Apache Flume Moving Tomcat Logs to HDFS

posted on Nov 20th, 2016

Apache Flume

Apache Flume is a distributed, reliable, and available service for efficiently collecting, aggregating, and moving large amounts of log data. It has a simple and flexible architecture based on streaming data flows. It is robust and fault tolerant with tunable reliability mechanisms and many failover and recovery mechanisms. It uses a simple extensible data model that allows for online analytic application.

Pre Requirements

1) A machine with Ubuntu 14.04 LTS operating system

2) Apache Hadoop pre installed (How to install Hadoop on Ubuntu 14.04)

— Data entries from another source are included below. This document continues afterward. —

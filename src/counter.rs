//! Live-neighbor counting over a toroidal grid.
//!
//! Counts are built with a separable sum: first each cell's column triple
//! (the row above, the cell, the row below) is summed into a temporary row,
//! then three adjacent entries of that row are summed and the cell's own
//! value is taken back out. That touches each cell a constant number of
//! times instead of scanning nine cells per position.

use crate::cell::Cell;
use crate::engine::Phase;
use crate::error::EngineError;
use crate::grid::Grid;

/// Reusable neighbor counter. Holds one temporary row of vertical sums and
/// the full count table, both kept across ticks.
#[derive(Debug, Default, Clone)]
pub struct NeighborCounter {
    tmp: Vec<u8>,
    counts: Vec<u8>,
    width: usize,
}

impl NeighborCounter {
    pub fn new() -> Self {
        Self::default()
    }

    /// Computes the 8-neighbor live count of every cell in `grid`.
    ///
    /// The grid must only hold `Empty` and `Alive` cells. A `Born` or
    /// `Dying` cell means the grid was not resolved first, which is reported
    /// as [`EngineError::TransitionalCell`] and leaves no usable counts.
    pub fn count(&mut self, grid: &Grid) -> Result<&[u8], EngineError> {
        let (width, height) = grid.dimensions();
        self.width = width;
        self.tmp.clear();
        self.tmp.resize(width, 0);
        self.counts.clear();
        self.counts.resize(width * height, 0);

        for i in 0..height {
            let n = grid.neighbor_indices(i, 0);
            let (above, row, below) = (grid.row(n.up), grid.row(i), grid.row(n.down));

            for j in 0..width {
                self.tmp[j] = value(above[j], n.up, j)?
                    + value(row[j], i, j)?
                    + value(below[j], n.down, j)?;
            }

            let out = &mut self.counts[i * width..(i + 1) * width];
            for j in 0..width {
                let left = (j + width - 1) % width;
                let right = (j + 1) % width;
                // All nine cells minus the center one.
                out[j] = self.tmp[left] + self.tmp[j] + self.tmp[right] - value(row[j], i, j)?;
            }
        }

        Ok(&self.counts)
    }

    /// Count of the cell at `(row, col)` from the last successful [`count`](Self::count).
    pub fn at(&self, row: usize, col: usize) -> u8 {
        self.counts[row * self.width + col]
    }
}

#[inline]
fn value(cell: Cell, row: usize, col: usize) -> Result<u8, EngineError> {
    cell.value().ok_or(EngineError::TransitionalCell {
        phase: Phase::Mark,
        cell,
        row,
        col,
    })
}

#[cfg(test)]
mod tests {
    use super::*;

    #[test]
    fn empty_grid_counts_zero() {
        let grid = Grid::new(4, 3).unwrap();
        let mut counter = NeighborCounter::new();
        assert!(counter.count(&grid).unwrap().iter().all(|&c| c == 0));
    }

    #[test]
    fn single_live_cell_lights_its_ring() {
        let mut grid = Grid::new(5, 5).unwrap();
        grid.set(2, 2, Cell::Alive);
        let mut counter = NeighborCounter::new();
        counter.count(&grid).unwrap();
        for row in 0..5usize {
            for col in 0..5usize {
                let near = row.abs_diff(2) <= 1 && col.abs_diff(2) <= 1;
                let expected = u8::from(near && (row, col) != (2, 2));
                assert_eq!(counter.at(row, col), expected, "({row},{col})");
            }
        }
    }

    #[test]
    fn full_grid_counts_eight() {
        let mut grid = Grid::new(6, 4).unwrap();
        grid.cells_mut().fill(Cell::Alive);
        let mut counter = NeighborCounter::new();
        assert!(counter.count(&grid).unwrap().iter().all(|&c| c == 8));
    }

    #[test]
    fn transitional_cell_is_rejected() {
        let mut grid = Grid::new(4, 4).unwrap();
        grid.set(1, 2, Cell::Born);
        let mut counter = NeighborCounter::new();
        let err = counter.count(&grid).unwrap_err();
        assert_eq!(
            err,
            EngineError::TransitionalCell { phase: Phase::Mark, cell: Cell::Born, row: 1, col: 2 }
        );
    }

    #[test]
    fn buffers_follow_grid_size() {
        let mut counter = NeighborCounter::new();
        counter.count(&Grid::new(8, 8).unwrap()).unwrap();
        let counts = counter.count(&Grid::new(3, 2).unwrap()).unwrap();
        assert_eq!(counts.len(), 6);
    }
}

3) Apache Tomcat pre installed (How to install Apache Tomcat on Ubuntu 14.04)

4) Apache Flume 1.6.0 pre installed (How to install Flume on Ubuntu 14.04)

Apache Flume Moving Tomcat Logs to HDFS

Now we will see, how you can move apache tomcat logs into the HDFS.

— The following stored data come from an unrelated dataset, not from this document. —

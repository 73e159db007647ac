use rand::Rng;

use crate::cell::Cell;
use crate::error::EngineError;

/// Toroidal neighbor indices of a cell: the rows above and below and the
/// columns left and right, each wrapped independently.
#[derive(Debug, Clone, Copy, PartialEq, Eq)]
pub struct NeighborIndices {
    pub up: usize,
    pub down: usize,
    pub left: usize,
    pub right: usize,
}

/// Fixed-size grid of cells, stored row-major.
///
/// Dimensions never change after creation. `at`/`set` take in-range
/// coordinates only; wrapping is done by the callers that need it through
/// [`Grid::neighbor_indices`].
#[derive(Debug, Clone, PartialEq, Eq)]
pub struct Grid {
    width: usize,
    height: usize,
    cells: Vec<Cell>,
}

impl Grid {
    /// Creates a `width x height` grid with every cell `Empty`.
    ///
    /// Each side must be in `1..=u32::MAX` so a host surface can be sized
    /// from it, and the cell count must fit in `usize`.
    pub fn new(width: usize, height: usize) -> Result<Self, EngineError> {
        let len = checked_len(width, height)?;
        Ok(Self {
            width,
            height,
            cells: vec![Cell::Empty; len],
        })
    }

    /// Builds a grid from rows of cells. All rows must have the same length.
    pub fn from_rows(rows: &[Vec<Cell>]) -> Result<Self, EngineError> {
        let height = rows.len();
        let width = rows.first().map_or(0, Vec::len);
        checked_len(width, height)?;
        if rows.iter().any(|r| r.len() != width) {
            return Err(EngineError::InvalidDimensions { width, height });
        }
        Ok(Self {
            width,
            height,
            cells: rows.concat(),
        })
    }

    pub fn width(&self) -> usize {
        self.width
    }

    pub fn height(&self) -> usize {
        self.height
    }

    /// `(width, height)`, one pixel per cell for a host surface.
    pub fn dimensions(&self) -> (usize, usize) {
        (self.width, self.height)
    }

    #[inline]
    fn index(&self, row: usize, col: usize) -> usize {
        debug_assert!(row < self.height && col < self.width, "({row},{col}) out of range");
        row * self.width + col
    }

    #[inline]
    pub fn at(&self, row: usize, col: usize) -> Cell {
        self.cells[self.index(row, col)]
    }

    #[inline]
    pub fn set(&mut self, row: usize, col: usize, value: Cell) {
        let idx = self.index(row, col);
        self.cells[idx] = value;
    }

    pub fn neighbor_indices(&self, row: usize, col: usize) -> NeighborIndices {
        NeighborIndices {
            up: (row + self.height - 1) % self.height,
            down: (row + 1) % self.height,
            left: (col + self.width - 1) % self.width,
            right: (col + 1) % self.width,
        }
    }

    /// Row-major view of every cell.
    pub fn cells(&self) -> &[Cell] {
        &self.cells
    }

    pub(crate) fn cells_mut(&mut self) -> &mut [Cell] {
        &mut self.cells
    }

    pub fn row(&self, row: usize) -> &[Cell] {
        let start = row * self.width;
        &self.cells[start..start + self.width]
    }

    /// Sets every cell to `Empty` or `Alive` with equal probability.
    pub fn random_fill<R: Rng + ?Sized>(&mut self, rng: &mut R) {
        for cell in &mut self.cells {
            *cell = Cell::STEADY[rng.gen_range(0..Cell::STEADY.len())];
        }
    }

    /// Sets every cell to any of the four states with equal probability.
    ///
    /// The result generally holds transitional cells, so a simulation built
    /// over it has to resolve before it can count neighbors.
    pub fn random_fill_any<R: Rng + ?Sized>(&mut self, rng: &mut R) {
        for cell in &mut self.cells {
            *cell = Cell::ALL[rng.gen_range(0..Cell::ALL.len())];
        }
    }

    pub fn count(&self, state: Cell) -> usize {
        self.cells.iter().filter(|&&c| c == state).count()
    }

    pub fn has_transitional(&self) -> bool {
        self.cells.iter().any(|c| !c.is_steady())
    }
}

fn checked_len(width: usize, height: usize) -> Result<usize, EngineError> {
    let fits_u32 = |side: usize| (1..=u32::MAX as usize).contains(&side);
    if !fits_u32(width) || !fits_u32(height) {
        return Err(EngineError::InvalidDimensions { width, height });
    }
    width
        .checked_mul(height)
        .ok_or(EngineError::InvalidDimensions { width, height })
}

Step 1 - Change the directory to /usr/local/hadoop/sbin

$ cd /usr/local/hadoop/sbin

Step 2 - Start all hadoop daemons.

$ start-all.sh

Step 3 - The JPS (Java Virtual Machine Process Status Tool) tool is limited to reporting information on JVMs for which it has the access permissions.

$ jps

Step 4 - Create a /user/hduser/flumedata folder in HDFS.

$ hdfs dfs -mkdir hdfs://localhost:9000/flumedata

Step 5 - Change the directory to /usr/local/tomcat/bin

$ cd $CATALINA_HOME/bin

Step 6 - Starting the tomcat web server.

$ ./startup.sh

Step 7 - Check the web here. Open a browser and type the following URL.

http://127.0.0.1:8080

Step 8 - Change the directory to /usr/local/flume

$ cd $FLUME_HOME

Step 9 - Configuration File

Given below is an example of the configuration file. Copy this content and save as nethd.conf. In my case, net.conf files is in /usr/local/flume/conf/ folder.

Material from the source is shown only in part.